I still have to find the best way of organising a meal. I thought that planning out the menu beforehand and write down the ingredients so that I would simply need to pop in the supermarket and buy all the necessary stuff would be efficient.
But then I get there and either (a) half of the ingredients have been ravaged and only the price tag on the shelf has been spared or (b) one of the key ingredients turns out to be a lot more expensive than I was expecting and, stingy as I am, I chicken out and linger with panic in front of the staring duck breast (this seems to have been the infamous ingredient during the last occasions).
So perhaps what I should do is just to casually wonder around the isles and pick something I fancy or is *discounted* (probably the most important factor) and then come back home and flick through any of the recipe books we have and make up a dish - the likelihood of having all the ingredients mentioned in the recipe though is very slim. So imagination must prevail.
Last night the idea was to have Peruvian dinner. Creamy quinoa with venison (the closest to alpaca I thought) was on the menu. But, to my disappointment, there was no quinoa, at least which was not already pre-cooked. After probably 25 minutes I managed to leave triumphantly with oysters (reduced to half price of course). And scallops.
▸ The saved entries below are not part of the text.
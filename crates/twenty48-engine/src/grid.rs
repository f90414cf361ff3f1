//! Square tile storage.
//!
//! [`Grid`] owns the `size`×`size` tile values of a board in row-major
//! order. [`Line`] describes one row or column of it, ordered from the wall
//! that tiles travel toward, so the four move directions share a single
//! merge/slide algorithm.

use std::fmt;

use crate::error::BoardError;
use crate::geom::{Direction, Point, Range};

/// A tile value. `0` is an empty cell; occupied cells hold a power of two.
pub type Tile = u32;

/// Whether `value` may appear on a board (0 or a power of two ≥ 2).
#[inline]
pub fn is_valid_tile(value: Tile) -> bool {
    value == 0 || (value >= 2 && value.is_power_of_two())
}

// ---------------------------------------------------------------------------
// Grid
// ---------------------------------------------------------------------------

/// A square 2D grid of [`Tile`] values.
///
/// With the `serde` feature a grid is (de)serialized as its rows, and
/// deserializing goes through [`Grid::from_rows`] so the shape is checked.
#[derive(Debug, Clone, PartialEq, Eq)]
#[cfg_attr(feature = "serde", derive(serde::Serialize, serde::Deserialize))]
#[cfg_attr(
    feature = "serde",
    serde(try_from = "Vec<Vec<Tile>>", into = "Vec<Vec<Tile>>")
)]
pub struct Grid {
    cells: Vec<Tile>,
    size: i32,
}

impl Grid {
    /// Create an all-empty grid. A negative size yields an empty grid.
    pub fn new(size: i32) -> Self {
        let n = size.max(0) as usize;
        Self {
            cells: vec![0; n * n],
            size: size.max(0),
        }
    }

    /// Build a grid from rows, addressed as `rows[y][x]`.
    ///
    /// Fails with [`BoardError::InvalidConfig`] if there are no rows or the
    /// rows do not form a square.
    pub fn from_rows(rows: Vec<Vec<Tile>>) -> Result<Self, BoardError> {
        let n = rows.len();
        if n == 0 {
            return Err(BoardError::InvalidConfig("initial grid is empty".into()));
        }
        if let Some((y, row)) = rows.iter().enumerate().find(|(_, r)| r.len() != n) {
            return Err(BoardError::InvalidConfig(format!(
                "initial grid is not square: row {y} has {} cells, expected {n}",
                row.len()
            )));
        }
        let size = i32::try_from(n)
            .map_err(|_| BoardError::InvalidConfig(format!("grid size {n} is too large")))?;
        Ok(Self {
            cells: rows.into_iter().flatten().collect(),
            size,
        })
    }

    /// Side length of the grid.
    #[inline]
    pub fn size(&self) -> i32 {
        self.size
    }

    /// The range of valid coordinates.
    #[inline]
    pub fn bounds(&self) -> Range {
        Range::square(self.size)
    }

    /// Whether `p` addresses a cell of this grid.
    #[inline]
    pub fn contains(&self, p: Point) -> bool {
        self.bounds().contains(p)
    }

    #[inline]
    fn index(&self, p: Point) -> Option<usize> {
        self.contains(p)
            .then(|| (p.y as usize) * (self.size as usize) + (p.x as usize))
    }

    /// Get the tile at a point, or `None` if out of bounds.
    #[inline]
    pub fn at(&self, p: Point) -> Option<Tile> {
        self.index(p).map(|i| self.cells[i])
    }

    /// Get the tile at a point, failing with [`BoardError::OutOfBounds`].
    pub fn get(&self, p: Point) -> Result<Tile, BoardError> {
        self.at(p).ok_or(BoardError::OutOfBounds {
            pos: p,
            size: self.size,
        })
    }

    /// Set the tile at a point, failing with [`BoardError::OutOfBounds`].
    pub fn set(&mut self, p: Point, value: Tile) -> Result<(), BoardError> {
        let i = self.index(p).ok_or(BoardError::OutOfBounds {
            pos: p,
            size: self.size,
        })?;
        self.cells[i] = value;
        Ok(())
    }

    /// In-bounds write for engine internals; points come from [`Line`]s or
    /// [`Grid::iter`] and are always valid.
    #[inline]
    pub(crate) fn put(&mut self, p: Point, value: Tile) {
        if let Some(i) = self.index(p) {
            self.cells[i] = value;
        }
    }

    /// In-bounds read for engine internals.
    #[inline]
    pub(crate) fn value(&self, p: Point) -> Tile {
        self.at(p).unwrap_or(0)
    }

    /// Copy every value from `src` into `self`.
    ///
    /// Fails with [`BoardError::ShapeMismatch`] if the sizes differ.
    pub fn copy_from(&mut self, src: &Grid) -> Result<(), BoardError> {
        if src.size != self.size {
            return Err(BoardError::ShapeMismatch {
                expected: self.size,
                found: src.size,
            });
        }
        self.cells.copy_from_slice(&src.cells);
        Ok(())
    }

    /// Largest value on the grid (0 when every cell is empty).
    pub fn max_tile(&self) -> Tile {
        self.cells.iter().copied().max().unwrap_or(0)
    }

    /// Number of empty cells.
    pub fn count_empty(&self) -> usize {
        self.cells.iter().filter(|&&v| v == 0).count()
    }

    /// Empty cells in row-major order.
    pub fn empty_points(&self) -> Vec<Point> {
        self.iter()
            .filter_map(|(p, v)| (v == 0).then_some(p))
            .collect()
    }

    /// Iterate over `(Point, Tile)` pairs in row-major order.
    pub fn iter(&self) -> impl Iterator<Item = (Point, Tile)> + '_ {
        self.bounds().iter().zip(self.cells.iter().copied())
    }

    /// Rows as slices, top to bottom.
    pub fn rows(&self) -> impl Iterator<Item = &[Tile]> + '_ {
        // `max(1)` keeps `chunks` happy on a zero-sized grid, which has no cells anyway.
        self.cells.chunks(self.size.max(1) as usize)
    }

    /// The `index`-th line traversed when moving in `dir`: rows for
    /// horizontal moves, columns for vertical ones.
    #[inline]
    pub fn line(&self, dir: Direction, index: i32) -> Line {
        Line::new(dir, index, self.size)
    }
}

impl TryFrom<Vec<Vec<Tile>>> for Grid {
    type Error = BoardError;

    fn try_from(rows: Vec<Vec<Tile>>) -> Result<Self, Self::Error> {
        Self::from_rows(rows)
    }
}

impl From<Grid> for Vec<Vec<Tile>> {
    fn from(grid: Grid) -> Self {
        grid.rows().map(<[Tile]>::to_vec).collect()
    }
}

impl fmt::Display for Grid {
    /// Unformatted dump: values separated by one space, one row per line.
    fn fmt(&self, f: &mut fmt::Formatter<'_>) -> fmt::Result {
        for row in self.rows() {
            let mut first = true;
            for v in row {
                if !first {
                    f.write_str(" ")?;
                }
                write!(f, "{v}")?;
                first = false;
            }
            writeln!(f)?;
        }
        Ok(())
    }
}

// ---------------------------------------------------------------------------
// Line
// ---------------------------------------------------------------------------

/// One row or column of a grid, ordered wall-first.
///
/// Position 0 is the cell touching the wall that tiles move toward; each
/// following position steps one cell away from it. Tiles therefore always
/// travel toward *lower* positions.
#[derive(Copy, Clone, Debug, PartialEq, Eq)]
pub struct Line {
    start: Point,
    step: Point,
    len: i32,
}

impl Line {
    /// The `index`-th row (horizontal moves) or column (vertical moves) of a
    /// `size`×`size` grid, traversed against the direction of travel.
    pub fn new(dir: Direction, index: i32, size: i32) -> Self {
        let delta = dir.delta();
        let wall = if delta.x + delta.y < 0 { 0 } else { size - 1 };
        let start = if dir.is_horizontal() {
            Point::new(wall, index)
        } else {
            Point::new(index, wall)
        };
        Self {
            start,
            step: -delta,
            len: size,
        }
    }

    /// Number of cells in the line.
    #[inline]
    pub(crate) fn len(&self) -> i32 {
        self.len
    }

    /// Grid coordinate of position `i`.
    #[inline]
    pub fn point(&self, i: i32) -> Point {
        self.start + self.step * i
    }

    /// Grid coordinates, wall-first.
    pub fn points(&self) -> impl Iterator<Item = Point> + '_ {
        (0..self.len).map(|i| self.point(i))
    }
}

#[cfg(test)]
mod tests {
    use super::*;

    #[test]
    fn new_and_size() {
        let g = Grid::new(4);
        assert_eq!(g.size(), 4);
        assert_eq!(g.count_empty(), 16);
        assert_eq!(g.max_tile(), 0);
        assert_eq!(Grid::new(-2).size(), 0);
    }

    #[test]
    fn set_and_get() {
        let mut g = Grid::new(4);
        let p = Point::new(2, 3);
        g.set(p, 8).unwrap();
        assert_eq!(g.get(p), Ok(8));
        assert_eq!(g.at(Point::new(0, 0)), Some(0));
        assert_eq!(g.at(Point::new(4, 0)), None);
        assert_eq!(
            g.get(Point::new(-1, 0)),
            Err(BoardError::OutOfBounds {
                pos: Point::new(-1, 0),
                size: 4
            })
        );
        assert!(g.set(Point::new(0, 4), 2).is_err());
    }

    #[test]
    fn from_rows_is_row_major() {
        let g = Grid::from_rows(vec![vec![2, 4], vec![8, 0]]).unwrap();
        assert_eq!(g.at(Point::new(1, 0)), Some(4));
        assert_eq!(g.at(Point::new(0, 1)), Some(8));
        assert_eq!(g.max_tile(), 8);
        assert_eq!(g.empty_points(), vec![Point::new(1, 1)]);
    }

    #[test]
    fn from_rows_rejects_bad_shapes() {
        assert!(matches!(
            Grid::from_rows(vec![]),
            Err(BoardError::InvalidConfig(_))
        ));
        assert!(matches!(
            Grid::from_rows(vec![vec![2, 4], vec![8]]),
            Err(BoardError::InvalidConfig(_))
        ));
        assert!(matches!(
            Grid::from_rows(vec![vec![2, 4, 8], vec![8, 2, 4]]),
            Err(BoardError::InvalidConfig(_))
        ));
    }

    #[test]
    fn copy_from_requires_same_size() {
        let src = Grid::from_rows(vec![vec![2, 0], vec![0, 4]]).unwrap();
        let mut dst = Grid::new(2);
        dst.copy_from(&src).unwrap();
        assert_eq!(dst, src);

        let mut wrong = Grid::new(3);
        assert_eq!(
            wrong.copy_from(&src),
            Err(BoardError::ShapeMismatch {
                expected: 3,
                found: 2
            })
        );
    }

    #[test]
    fn plain_display() {
        let g = Grid::from_rows(vec![vec![2, 0], vec![16, 4]]).unwrap();
        assert_eq!(g.to_string(), "2 0\n16 4\n");
    }

    #[test]
    fn lines_start_at_the_wall() {
        let left: Vec<_> = Line::new(Direction::Left, 1, 3).points().collect();
        assert_eq!(
            left,
            vec![Point::new(0, 1), Point::new(1, 1), Point::new(2, 1)]
        );
        let right: Vec<_> = Line::new(Direction::Right, 0, 3).points().collect();
        assert_eq!(
            right,
            vec![Point::new(2, 0), Point::new(1, 0), Point::new(0, 0)]
        );
        let up: Vec<_> = Line::new(Direction::Up, 2, 3).points().collect();
        assert_eq!(up, vec![Point::new(2, 0), Point::new(2, 1), Point::new(2, 2)]);
        let down: Vec<_> = Line::new(Direction::Down, 0, 3).points().collect();
        assert_eq!(
            down,
            vec![Point::new(0, 2), Point::new(0, 1), Point::new(0, 0)]
        );
    }

    #[cfg(feature = "serde")]
    #[test]
    fn serde_checks_the_shape() {
        let g = Grid::from_rows(vec![vec![2, 0], vec![16, 4]]).unwrap();
        let json = serde_json::to_string(&g).unwrap();
        assert_eq!(json, "[[2,0],[16,4]]");
        let back: Grid = serde_json::from_str(&json).unwrap();
        assert_eq!(back, g);

        assert!(serde_json::from_str::<Grid>("[[2,0],[0]]").is_err());
        assert!(serde_json::from_str::<Grid>("[]").is_err());
        assert!(serde_json::from_str::<Grid>(r#"{"cells":[2,0,0],"size":2}"#).is_err());
    }

    #[test]
    fn row_conversions() {
        let g = Grid::try_from(vec![vec![8, 2], vec![0, 4]]).unwrap();
        assert_eq!(Vec::<Vec<Tile>>::from(g), vec![vec![8, 2], vec![0, 4]]);
        assert!(Grid::try_from(vec![vec![2, 4, 8]]).is_err());
    }

    #[test]
    fn tile_domain() {
        assert!(is_valid_tile(0));
        assert!(is_valid_tile(2));
        assert!(is_valid_tile(2048));
        assert!(!is_valid_tile(1));
        assert!(!is_valid_tile(3));
        assert!(!is_valid_tile(12));
    }
}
Those who are squeamish about semi-raw fish or seafood won't even look at the recipe. However, this is one of the nicest ways of making scallops. A reader friend will probably be overjoyed even at the thought of ceviche.
Ceviche is THE speciality of Peru. For some time it was called the new Sushi. Everyone in South America will claim to have it too - don't let yourself be fooled. Peruvians are the best at making it. Of course the starting material must be fresh. You can use practically any type of fish or seafood; prawns, squids, sea brim, red snapper, salmon fillet...as long as the flesh is firm enough.
For 4 people
12 scallops or 250g fish
2 limes (juice)
1 lemon (juice)
1/2 red onion
1 or 2 chillies
2-3 handfuls of fresh coriander
2 tsp salt
1 tsp pepper
1. Cut the scallops or fish in fine slices. Arrange them on a plate.
2. Mix the juices together with the chopped onion and finely chopped chillies. Soak the fish in this marinate for at least 2 hours.
3. Remove the scallops or fish from the marinate and transfer it to an other plate. Pour some of the liquid, season and scatter the coriander and serve almost immediately afterwards.
You can serve it with slices of fresh avocado, or palta as it is called in Peru, and crunchy tortillas.
I think the best place to have ceviche in Lima is at El Senor Limon which is in San Isidro, one of the posh areas of the city. Many people skip Lima and head directly south to Machu Pichu. I wouldn't necessarily advise to linger there for many days but I must recognise that there are some charming corners. Miradores for example is a lovely neighbourhood and if you like antiques that is the place for you.
For some reasons, there is always a heavy layer of clouds above Lima and the humidity is phenomenal - I know, I am not selling it well now...but if you go in March you will manage to see blue sky and have the perfect temperature. So do try and don't miss ceviche!